:: SUPPLIED RECORDS
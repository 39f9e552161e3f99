//! Identity verification.
//!
//! A session token is only handed out once the user proved an [`Attribute`] using the IRMA (or
//! Yivi) app. How the session is shown to the user (a popup, a QR code in a terminal, a deep
//! link on mobile) is up to the caller, see [`SessionHandler`].

use crate::consts::{DEFAULT_MAX_POLLS, DEFAULT_POLL_INTERVAL_MS};
use crate::error::Error;
use crate::identity::Attribute;
use crate::pkg::PkgClient;

use async_trait::async_trait;
use irma::SessionStatus;
use std::time::Duration;

/// Something that can verify an identity and produce a session token.
#[async_trait(?Send)]
pub trait IdentityVerifier {
    /// Let the user prove `attribute`, returns the session token on success.
    async fn request_verification(&self, attribute: &Attribute) -> Result<String, Error>;
}

/// Presents an IRMA session to the user.
pub trait SessionHandler {
    /// Called once the session has been started, with the pointer the IRMA app has to scan.
    fn on_start(&self, session_ptr: &irma::Qr);
}

impl<F: Fn(&irma::Qr)> SessionHandler for F {
    fn on_start(&self, session_ptr: &irma::Qr) {
        self(session_ptr)
    }
}

/// Verifies identities through an IRMA session started at the PKG.
#[derive(Debug)]
pub struct IrmaVerifier<H> {
    pkg: PkgClient,
    handler: H,
    poll_interval: Duration,
    max_polls: u32,
}

impl<H: SessionHandler> IrmaVerifier<H> {
    /// Create a new verifier that starts sessions at `pkg`.
    pub fn new(pkg: PkgClient, handler: H) -> Self {
        IrmaVerifier {
            pkg,
            handler,
            poll_interval: Duration::from_millis(DEFAULT_POLL_INTERVAL_MS),
            max_polls: DEFAULT_MAX_POLLS,
        }
    }

    /// Set the interval between two session status polls.
    pub fn with_poll_interval(mut self, poll_interval: Duration) -> Self {
        self.poll_interval = poll_interval;
        self
    }

    /// Set the number of polls after which the session is abandoned.
    pub fn with_max_polls(mut self, max_polls: u32) -> Self {
        self.max_polls = max_polls;
        self
    }

    async fn wait_on_session(&self, sd: &irma::SessionData) -> Result<(), Error> {
        for _ in 0..self.max_polls {
            let status = self
                .pkg
                .session_status(&sd.session_ptr)
                .await
                .map_err(|e| Error::VerificationFailed(e.to_string()))?;

            match status_outcome(&status) {
                Some(outcome) => return outcome,
                None => {
                    log::debug!("session {} not finished: {status:?}", sd.token.0);
                    tokio::time::sleep(self.poll_interval).await;
                }
            }
        }

        log::warn!("giving up on session {}", sd.token.0);

        Err(Error::VerificationFailed(format!(
            "session not finished after {} polls",
            self.max_polls
        )))
    }
}

// Maps the status of a session to its outcome, or `None` if the session is still running.
fn status_outcome(status: &SessionStatus) -> Option<Result<(), Error>> {
    match status {
        SessionStatus::Done => Some(Ok(())),
        SessionStatus::Cancelled => Some(Err(Error::VerificationFailed(
            "session cancelled".to_string(),
        ))),
        SessionStatus::Timeout => Some(Err(Error::VerificationFailed(
            "session timed out".to_string(),
        ))),
        _ => None,
    }
}

#[async_trait(?Send)]
impl<H: SessionHandler> IdentityVerifier for IrmaVerifier<H> {
    async fn request_verification(&self, attribute: &Attribute) -> Result<String, Error> {
        let sd = self
            .pkg
            .request_start(attribute)
            .await
            .map_err(|e| Error::VerificationFailed(e.to_string()))?;

        log::info!("started session {} for {}", sd.token.0, attribute.atype);

        self.handler.on_start(&sd.session_ptr);
        self.wait_on_session(&sd).await?;

        Ok(sd.token.0.clone())
    }
}

#[cfg(test)]
mod tests {
    use super::*;

    #[test]
    fn test_status_outcome() {
        assert!(matches!(status_outcome(&SessionStatus::Done), Some(Ok(()))));
        assert!(matches!(
            status_outcome(&SessionStatus::Cancelled),
            Some(Err(Error::VerificationFailed(_)))
        ));
        assert!(matches!(
            status_outcome(&SessionStatus::Timeout),
            Some(Err(Error::VerificationFailed(_)))
        ));
        assert!(status_outcome(&SessionStatus::Initialized).is_none());
        assert!(status_outcome(&SessionStatus::Connected).is_none());
    }

    #[test]
    fn test_builder() {
        let pkg = PkgClient::new("https://pkg.example.com").unwrap();
        let verifier = IrmaVerifier::new(pkg, |_: &irma::Qr| {})
            .with_poll_interval(Duration::from_millis(10))
            .with_max_polls(3);

        assert_eq!(verifier.poll_interval, Duration::from_millis(10));
        assert_eq!(verifier.max_polls, 3);
    }
}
::::
TO DO
Go through the lines above and copy any that contain "once".

RESULT FOR THIS TASK
//! A session token is only handed out once the user proved an [`Attribute`] using the IRMA (or
    /// Called once the session has been started, with the pointer the IRMA app has to scan.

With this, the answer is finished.